Fabrizio Lorieri

Personal information
- Date of birth: 11 February 1964 (age 62)
- Place of birth: Massa, Italy
- Height: 1.86 m (6 ft 1 in)
- Position: Goalkeeper

Senior career*
- Years: Team / Apps / (Gls)
- 1980–1986: Internazionale / 0 / (0)
- 1981–1982: → Sangiovannese (loan) / 33 / (0)
- 1982–1983: → Prato (loan) / 19 / (0)
- 1984–1985: → Piacenza (loan) / 34 / (0)
- 1986–1989: Torino / 71 / (0)
- 1989–1993: Ascoli / 141 / (0)
- 1993–1995: Roma / 22 / (0)
- 1995–1999: Lecce / 140 / (0)
- 1999–2000: Salernitana / 29 / (0)
- 2000–2002: Genoa / 66 / (0)
- 2002–2003: Spezia / 8 / (0)
- 2004: Cappiano Cuoiopelli / 5 / (0)

Managerial career
- 2023: Spezia (caretaker)

= Fabrizio Lorieri =

Italian footballer and coach

Fabrizio Lorieri (born 11 February 1964 in Massa) is an Italian professional football coach and a former player who played as a goalkeeper, currently in charge as goalkeeping coach of Spezia.

==Playing career==
Lorieri spent 11 seasons in the Serie A for 4 different teams (though he never played for his first team, Internazionale), in 7 of those seasons he was the first-choice goalkeeper for his team, playing 192 games in the top-flight division overall.

==Managerial career==
After his retirement he worked alongside former head coach Luigi Cagni as his assistant at Catanzaro, Empoli and Parma. In 2007 he obtained his UEFA Pro licence at the Centro Tecnico Federale di Coverciano, his dissertation covering the subject of goalkeeping psychology in football.

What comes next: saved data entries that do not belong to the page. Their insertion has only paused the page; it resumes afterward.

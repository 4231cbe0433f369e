//! `strom`: uniform reservoir sampling over streams.
//!
//! Picks a uniform random subset of at most `k` items from a stream of unknown
//! (possibly unbounded) length, in a single pass and O(k) memory.
//!
//! Exposed modules:
//! - `reservoir`: the Algorithm R core ([`Reservoir`]) and one-shot `sample*` functions.
//! - `sampler`: [`Sampler`] (size + optional seed) and the [`ReservoirSampleExt`] iterator extension.
//! - `error`: argument errors.
//!
//! Streams are anything `IntoIterator`. A channel is just its receiver:
//!
//! ```
//! use std::sync::mpsc;
//! use std::thread;
//!
//! let (tx, rx) = mpsc::channel();
//! let producer = thread::spawn(move || {
//!     for i in [1, 2, 3] {
//!         tx.send(i).unwrap();
//!     }
//! });
//!
//! // One of [1], [2] or [3].
//! let picked = strom::sample(1, rx);
//! assert_eq!(picked.len(), 1);
//! producer.join().unwrap();
//! ```

#![forbid(unsafe_code)]

pub mod error;
pub mod reservoir;
pub mod sampler;

pub use error::{Result, SampleError};
pub use reservoir::{sample, sample_with_rng, try_sample_with_rng, Reservoir};
pub use sampler::{ReservoirSampleExt, Sampler};
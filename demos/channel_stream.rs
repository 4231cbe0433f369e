//! A producer thread feeds a channel; the sampler consumes it as a stream.
//!
//! Run with `cargo run --example channel_stream`.

use std::sync::mpsc;
use std::thread;

use strom::Sampler;

fn main() -> Result<(), Box<dyn std::error::Error>> {
    let k: i64 = std::env::args()
        .nth(1)
        .map(|s| s.parse())
        .transpose()?
        .unwrap_or(5);
    let sampler = Sampler::try_new(k)?.with_seed(7);

    let (tx, rx) = mpsc::sync_channel(64);
    let producer = thread::spawn(move || {
        for line in 0..1_000u32 {
            if tx.send(format!("event-{line:04}")).is_err() {
                break;
            }
        }
        // Dropping `tx` ends the stream.
    });

    let picked = sampler.sample(rx);
    producer.join().map_err(|_| "producer panicked")?;

    println!("k={} picked {} of 1000 events:", sampler.k(), picked.len());
    for event in &picked {
        println!("  {event}");
    }

    Ok(())
}
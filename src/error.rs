//! Errors for sampler construction.

use thiserror::Error;

/// Invalid arguments rejected before any stream element is consumed.
///
/// Failures of the stream itself are not represented here: the fallible
/// entry points hand the stream's own error back unchanged.
#[derive(Error, Debug, Clone, Copy, PartialEq, Eq)]
pub enum SampleError {
    /// `k` was negative.
    #[error("sample size must be >= 0 (got {0})")]
    NegativeSampleSize(i64),
    /// `k` does not fit in `usize` on this target.
    #[error("sample size {0} does not fit in usize")]
    SampleSizeOverflow(i64),
}

pub type Result<T> = std::result::Result<T, SampleError>;
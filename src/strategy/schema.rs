//! Configuration schemas for each component kind.
//!
//! A schema is the single source for both the form shown to the user and the
//! keys written into the strategy document.

use super::types::{ComponentKind, IndicatorKind};
use crate::error::BuilderError;

/// One selectable option of a choice field.
#[derive(Debug, Clone, Copy, PartialEq, Eq)]
pub struct FieldOption {
    pub value: &'static str,
    pub label: &'static str,
}

#[derive(Debug, Clone, Copy, PartialEq)]
pub enum FieldKind {
    /// Accepts values in `min..=max`.
    Number { default: f64, min: f64, max: f64 },
    /// Defaults to the first option.
    Choice { options: &'static [FieldOption] },
}

#[derive(Debug, Clone, Copy, PartialEq)]
pub struct FieldSpec {
    pub label: &'static str,
    pub kind: FieldKind,
}

impl FieldSpec {
    /// Key under which the value is written to the document.
    pub fn key(&self) -> String {
        self.label.to_lowercase()
    }

    pub fn default_value(&self) -> String {
        match self.kind {
            FieldKind::Number { default, .. } => format_number(default),
            FieldKind::Choice { options } => options
                .first()
                .map(|o| o.value.to_string())
                .unwrap_or_default(),
        }
    }

    /// Check a user-supplied value. Returns the value as it will be stored.
    pub fn check(&self, value: &str) -> Result<String, BuilderError> {
        let value = value.trim();
        match self.kind {
            FieldKind::Number { min, max, .. } => {
                let number = value
                    .parse::<f64>()
                    .ok()
                    .filter(|v| v.is_finite())
                    .ok_or_else(|| BuilderError::InvalidFieldValue {
                        field: self.label.to_string(),
                        value: value.to_string(),
                        reason: "expected a number".to_string(),
                    })?;
                if number < min || number > max {
                    return Err(BuilderError::InvalidFieldValue {
                        field: self.label.to_string(),
                        value: value.to_string(),
                        reason: format!(
                            "expected a number between {} and {}",
                            format_number(min),
                            format_number(max)
                        ),
                    });
                }
                Ok(value.to_string())
            }
            FieldKind::Choice { options } => {
                if options.iter().any(|o| o.value == value) {
                    Ok(value.to_string())
                } else {
                    let allowed: Vec<&str> = options.iter().map(|o| o.value).collect();
                    Err(BuilderError::InvalidFieldValue {
                        field: self.label.to_string(),
                        value: value.to_string(),
                        reason: format!("expected one of {}", allowed.join(", ")),
                    })
                }
            }
        }
    }
}

fn format_number(value: f64) -> String {
    if value.fract() == 0.0 {
        format!("{}", value as i64)
    } else {
        value.to_string()
    }
}

const fn number(label: &'static str, default: f64, min: f64, max: f64) -> FieldSpec {
    FieldSpec {
        label,
        kind: FieldKind::Number { default, min, max },
    }
}

const fn choice(label: &'static str, options: &'static [FieldOption]) -> FieldSpec {
    FieldSpec {
        label,
        kind: FieldKind::Choice { options },
    }
}

const fn opt(value: &'static str, label: &'static str) -> FieldOption {
    FieldOption { value, label }
}

const MA_TYPES: &[FieldOption] = &[opt("sma", "Simple"), opt("ema", "Exponential")];

const OPERANDS: &[FieldOption] = &[
    opt("price", "Price"),
    opt("ma", "Moving Average"),
    opt("rsi", "RSI"),
];

const OPERATORS: &[FieldOption] = &[
    opt("crosses_above", "Crosses Above"),
    opt("crosses_below", "Crosses Below"),
    opt("greater_than", "Greater Than"),
    opt("less_than", "Less Than"),
];

const MOVING_AVERAGE: &[FieldSpec] = &[
    number("Period", 14.0, 5.0, 200.0),
    choice("Type", MA_TYPES),
];

const RSI: &[FieldSpec] = &[
    number("Period", 14.0, 5.0, 50.0),
    number("Overbought", 70.0, 50.0, 90.0),
    number("Oversold", 30.0, 10.0, 50.0),
];

const MACD: &[FieldSpec] = &[
    number("Fast Period", 12.0, 5.0, 50.0),
    number("Slow Period", 26.0, 10.0, 100.0),
    number("Signal Period", 9.0, 5.0, 50.0),
];

const CONDITION: &[FieldSpec] = &[
    choice("First Value", OPERANDS),
    choice("Condition", OPERATORS),
    choice("Second Value", OPERANDS),
];

const ACTION: &[FieldSpec] = &[
    number("Position Size", 1.0, 0.01, 10.0),
    number("Stop Loss (pips)", 50.0, 10.0, 1000.0),
    number("Take Profit (pips)", 100.0, 10.0, 1000.0),
];

pub fn schema_for(kind: ComponentKind) -> &'static [FieldSpec] {
    match kind {
        ComponentKind::Indicator(IndicatorKind::MovingAverage) => MOVING_AVERAGE,
        ComponentKind::Indicator(IndicatorKind::Rsi) => RSI,
        ComponentKind::Indicator(IndicatorKind::Macd) => MACD,
        ComponentKind::Condition => CONDITION,
        ComponentKind::Action => ACTION,
    }
}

In 2010 he joined Lecce, a former club of his as a player, as a goalkeeping coach. In 2013, after leaving Lecce, he was hired by Sassuolo as a goalkeeping coach, filling in the role until 2019.

In 2019 he was called by Eusebio Di Francesco to work alongside him at Cagliari as his goalkeeping coach.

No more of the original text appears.